_PROBLEM DETAILS:_ Gather all lines in the entries that include the word "context".

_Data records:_
━━━━━━━━

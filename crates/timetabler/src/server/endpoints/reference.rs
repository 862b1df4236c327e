//! Reference-data proxy endpoints backing the wizard's dropdowns.
//!
//! These forward to the backend's list endpoints through the API client,
//! which masks backend failures with sample data when configured to.

use axum::extract::{Path, State};
use axum::http::StatusCode;
use axum::response::{IntoResponse, Response};
use axum::Json;
use std::sync::Arc;
use tracing::info;

use crate::api::ApiError;
use crate::model::SpecialEvent;
use crate::server::types::ApiErrorType;
use crate::types::PlannerState;

/// GET /reference/departments
pub async fn get_departments(State(s): State<Arc<PlannerState>>) -> Response {
    info!("GET /reference/departments");
    match s.api.departments().await {
        Ok(items) => (StatusCode::OK, Json(items)).into_response(),
        Err(e) => load_error(e),
    }
}

/// GET /reference/classes
pub async fn get_all_classes(State(s): State<Arc<PlannerState>>) -> Response {
    info!("GET /reference/classes");
    match s.api.classes().await {
        Ok(items) => (StatusCode::OK, Json(items)).into_response(),
        Err(e) => load_error(e),
    }
}

/// GET /reference/courses
pub async fn get_all_courses(State(s): State<Arc<PlannerState>>) -> Response {
    info!("GET /reference/courses");
    match s.api.courses().await {
        Ok(items) => (StatusCode::OK, Json(items)).into_response(),
        Err(e) => load_error(e),
    }
}

/// GET /reference/events
pub async fn get_all_events(State(s): State<Arc<PlannerState>>) -> Response {
    info!("GET /reference/events");
    match s.api.events().await {
        Ok(items) => (StatusCode::OK, Json(items)).into_response(),
        Err(e) => load_error(e),
    }
}

/// GET /reference/constraints
pub async fn get_all_constraints(State(s): State<Arc<PlannerState>>) -> Response {
    info!("GET /reference/constraints");
    match s.api.constraints().await {
        Ok(items) => (StatusCode::OK, Json(items)).into_response(),
        Err(e) => load_error(e),
    }
}

/// GET /reference/classes/:department_id
pub async fn get_classes(
    Path(department_id): Path<i64>,
    State(s): State<Arc<PlannerState>>,
) -> Response {
    info!("GET /reference/classes/{}", department_id);
    match s.api.classes_by_department(department_id).await {
        Ok(items) => (StatusCode::OK, Json(items)).into_response(),
        Err(e) => load_error(e),
    }
}

/// GET /reference/courses/:department_id
pub async fn get_courses(
    Path(department_id): Path<i64>,
    State(s): State<Arc<PlannerState>>,
) -> Response {
    info!("GET /reference/courses/{}", department_id);
    match s.api.courses_by_department(department_id).await {
        Ok(items) => (StatusCode::OK, Json(items)).into_response(),
        Err(e) => load_error(e),
    }
}

/// GET /reference/events/:department_id
pub async fn get_events(
    Path(department_id): Path<i64>,
    State(s): State<Arc<PlannerState>>,
) -> Response {
    info!("GET /reference/events/{}", department_id);
    match s.api.events_by_department(department_id).await {
        Ok(items) => (StatusCode::OK, Json(items)).into_response(),
        Err(e) => load_error(e),
    }
}

/// GET /reference/constraints/:department_id
pub async fn get_constraints(
    Path(department_id): Path<i64>,
    State(s): State<Arc<PlannerState>>,
) -> Response {
    info!("GET /reference/constraints/{}", department_id);
    match s.api.constraints_by_department(department_id).await {
        Ok(items) => (StatusCode::OK, Json(items)).into_response(),
        Err(e) => load_error(e),
    }
}

/// POST /reference/events
///
/// Persists a custom event the user defined before generation. Unlike the
/// loaders this has no fallback: a failed write is surfaced.
pub async fn post_event(
    State(s): State<Arc<PlannerState>>,
    Json(event): Json<SpecialEvent>,
) -> Response {
    info!(name = %event.name, "POST /reference/events");
    match s.api.create_event(&event).await {
        Ok(created) => (StatusCode::CREATED, Json(created)).into_response(),
        Err(e) => ApiErrorType::from((
            StatusCode::BAD_GATEWAY,
            "Failed to create event",
            Some(e.to_string()),
        ))
        .into_response(),
    }
}

fn load_error(error: ApiError) -> Response {
    ApiErrorType::from((
        StatusCode::BAD_GATEWAY,
        "Failed to load reference data",
        Some(error.to_string()),
    ))
    .into_response()
}
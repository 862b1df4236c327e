//! HTTP client for the schedule backend.
//!
//! All reference data (departments, classes, courses, events, constraints)
//! lives behind conventional list endpoints; each loader degrades to the
//! bundled sample data when the backend is unreachable so the planning
//! workflow stays usable offline. Submission goes through
//! [`super::submit`], which reuses this client's long-timeout handle.

use super::error::ApiError;
use super::fallback;
use crate::model::{Constraint, Course, Department, SpecialEvent, TrainingClass};
use reqwest::Client;
use serde::de::DeserializeOwned;
use std::time::Duration;
use tracing::{debug, info, warn};
use url::Url;

/// Configuration for the backend client.
#[derive(Debug, Clone)]
pub struct BackendConfig {
    /// Base URL of the schedule backend, e.g. `http://localhost:8080/api`.
    pub base_url: String,
    /// Connect timeout for every request.
    pub connect_timeout: Duration,
    /// Total timeout for reference-data requests. Submission requests set
    /// their own per-request timeouts.
    pub request_timeout: Duration,
    /// When false, loader failures surface as errors instead of sample data.
    pub fallback_data: bool,
}

impl Default for BackendConfig {
    fn default() -> Self {
        Self {
            base_url: "http://localhost:8080/api".to_string(),
            connect_timeout: Duration::from_secs(10),
            request_timeout: Duration::from_secs(30),
            fallback_data: true,
        }
    }
}

/// Client for the institution's schedule backend.
pub struct ApiClient {
    /// Client with a bounded timeout, for reference loads
    client: Client,
    /// Client without a default timeout; submission sets one per request
    submit_client: Client,
    config: BackendConfig,
}

impl ApiClient {
    /// Creates a client with default configuration.
    pub fn new() -> Result<Self, ApiError> {
        Self::with_config(BackendConfig::default())
    }

    /// Creates a client with custom configuration.
    pub fn with_config(config: BackendConfig) -> Result<Self, ApiError> {
        // Fail fast on an unparseable base URL rather than on first use.
        Url::parse(&config.base_url).map_err(|e| ApiError::Config {
            message: format!("Invalid backend base URL {:?}: {}", config.base_url, e),
        })?;

        let client = Client::builder()
            .connect_timeout(config.connect_timeout)
            .timeout(config.request_timeout)
            .build()
            .map_err(|e| ApiError::Network {
                message: format!("Failed to build HTTP client: {}", e),
            })?;

        let submit_client = Client::builder()
            .connect_timeout(config.connect_timeout)
            .build()
            .map_err(|e| ApiError::Network {
                message: format!("Failed to build HTTP client: {}", e),
            })?;

        Ok(Self {
            client,
            submit_client,
            config,
        })
    }

    pub fn config(&self) -> &BackendConfig {
        &self.config
    }

    /// The no-default-timeout client used by the submission path.
    pub(crate) fn submit_client(&self) -> &Client {
        &self.submit_client
    }

    pub(crate) fn endpoint(&self, path: &str) -> String {
        format!(
            "{}/{}",
            self.config.base_url.trim_end_matches('/'),
            path.trim_start_matches('/')
        )
    }

    /// Fetches a list endpoint and decodes its array response.
    async fn fetch_list<T: DeserializeOwned>(&self, path: &str) -> Result<Vec<T>, ApiError> {
        let url = self.endpoint(path);
        debug!(url = %url, "Fetching reference data");

        let response = self.client.get(&url).send().await?;
        let status = response.status();
        if !status.is_success() {
            let body = response.text().await.unwrap_or_default();
            return Err(ApiError::UnexpectedStatus {
                status: status.as_u16(),
                message: body,
            });
        }

        let items: Vec<T> = response.json().await.map_err(|e| ApiError::Decode {
            message: e.to_string(),
        })?;
        Ok(items)
    }

    /// Runs a loader and masks failure with sample data when configured to.
    async fn load_or_fallback<T: DeserializeOwned>(
        &self,
        path: &str,
        sample: impl FnOnce() -> Vec<T>,
    ) -> Result<Vec<T>, ApiError> {
        match self.fetch_list(path).await {
            Ok(items) => Ok(items),
            Err(e) if self.config.fallback_data => {
                warn!(
                    path = %path,
                    error = %e,
                    retryable = e.is_retryable(),
                    "Reference load failed, serving sample data"
                );
                Ok(sample())
            }
            Err(e) => Err(e),
        }
    }

    pub async fn departments(&self) -> Result<Vec<Department>, ApiError> {
        self.load_or_fallback("departments", fallback::departments)
            .await
    }

    pub async fn classes(&self) -> Result<Vec<TrainingClass>, ApiError> {
        self.load_or_fallback("classes", || fallback::classes(None))
            .await
    }

    pub async fn classes_by_department(
        &self,
        department_id: i64,
    ) -> Result<Vec<TrainingClass>, ApiError> {
        self.load_or_fallback(&format!("classes/department/{department_id}"), || {
            fallback::classes(Some(department_id))
        })
        .await
    }

    pub async fn courses(&self) -> Result<Vec<Course>, ApiError> {
        self.load_or_fallback("courses", || fallback::courses(None))
            .await
    }

    pub async fn courses_by_department(
        &self,
        department_id: i64,
    ) -> Result<Vec<Course>, ApiError> {
        self.load_or_fallback(&format!("courses/department/{department_id}"), || {
            fallback::courses(Some(department_id))
        })
        .await
    }

    pub async fn events(&self) -> Result<Vec<SpecialEvent>, ApiError> {
        self.load_or_fallback("events", || fallback::events(None))
            .await
    }

    pub async fn events_by_department(
        &self,
        department_id: i64,
    ) -> Result<Vec<SpecialEvent>, ApiError> {
        self.load_or_fallback(&format!("events/department/{department_id}"), || {
            fallback::events(Some(department_id))
        })
        .await
    }

    pub async fn constraints(&self) -> Result<Vec<Constraint>, ApiError> {
        self.load_or_fallback("constraints", || fallback::constraints(None))
            .await
    }

    pub async fn constraints_by_department(
        &self,
        department_id: i64,
    ) -> Result<Vec<Constraint>, ApiError> {
        self.load_or_fallback(&format!("constraints/department/{department_id}"), || {
            fallback::constraints(Some(department_id))
        })
        .await
    }

    /// Persists a user-created custom event before generation.
    ///
    /// This is the only write the wizard performs outside schedule
    /// submission; there is no fallback, a failure here is surfaced.
    pub async fn create_event(&self, event: &SpecialEvent) -> Result<SpecialEvent, ApiError> {
        let url = self.endpoint("events");
        info!(name = %event.name, "Creating custom event");

        let response = self.client.post(&url).json(event).send().await?;
        let status = response.status();
        if !status.is_success() {
            let body = response.text().await.unwrap_or_default();
            return Err(ApiError::UnexpectedStatus {
                status: status.as_u16(),
                message: body,
            });
        }

        let created: SpecialEvent = response.json().await.map_err(|e| ApiError::Decode {
            message: e.to_string(),
        })?;
        Ok(created)
    }
}
//! Game-client transport: frame codec, write serialization, opcode dispatch,
//! request/response correlation, and session lifecycle with reconnection.

use std::sync::{Mutex, MutexGuard, PoisonError};

pub mod auth;
pub mod connection;
pub mod context;
pub mod correlator;
pub mod diagnostics;
pub mod dispatch;
pub mod framing;
pub mod payload;
pub mod reconnection;
pub mod transport;
pub mod writer;

pub use auth::{AuthError, AuthOpcodes, LoginRequest, LoginResponse, authenticate};
pub use connection::{
    CloseCallback, ConnectionManager, ConnectionState, ConnectionStateWatch, ManagerConfig,
};
pub use context::ClientContext;
pub use correlator::{CorrelationKey, KeyTag, PendingResponse, RequestError};
pub use diagnostics::{DebugEvent, DebugEventKind, Diagnostics, MetricsSnapshot};
pub use dispatch::{DispatchRegistry, SubscriptionId};
pub use framing::{
    ChannelKind, Frame, FrameError, Opcode, StreamReassembler, decode_datagram,
    decode_stream_frames, encode_bounded_stream_frame, encode_datagram, encode_stream_frame,
};
pub use payload::{PayloadError, decode_payload, encode_payload};
pub use reconnection::{ReconnectConfig, ReconnectState};
pub use transport::{
    Connector, DatagramChannel, MemoryConnector, MemoryDatagram, NetConnector, NetConnectorConfig,
    PeerChannels, SessionChannels, UdpChannel, is_transient,
};
pub use writer::{WriteError, WriteSerializer, WriteTicket};

/// Lock a mutex, recovering the data if a panicking thread poisoned it.
///
/// Handlers run under `catch_unwind`, so a poisoned lock only means a
/// handler panicked while some unrelated guard was alive.
pub(crate) fn lock<T>(mutex: &Mutex<T>) -> MutexGuard<'_, T> {
    mutex.lock().unwrap_or_else(PoisonError::into_inner)
}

━━━━━━━━

_COMPLETED TASK:_
pub mod context;
pub use context::ClientContext;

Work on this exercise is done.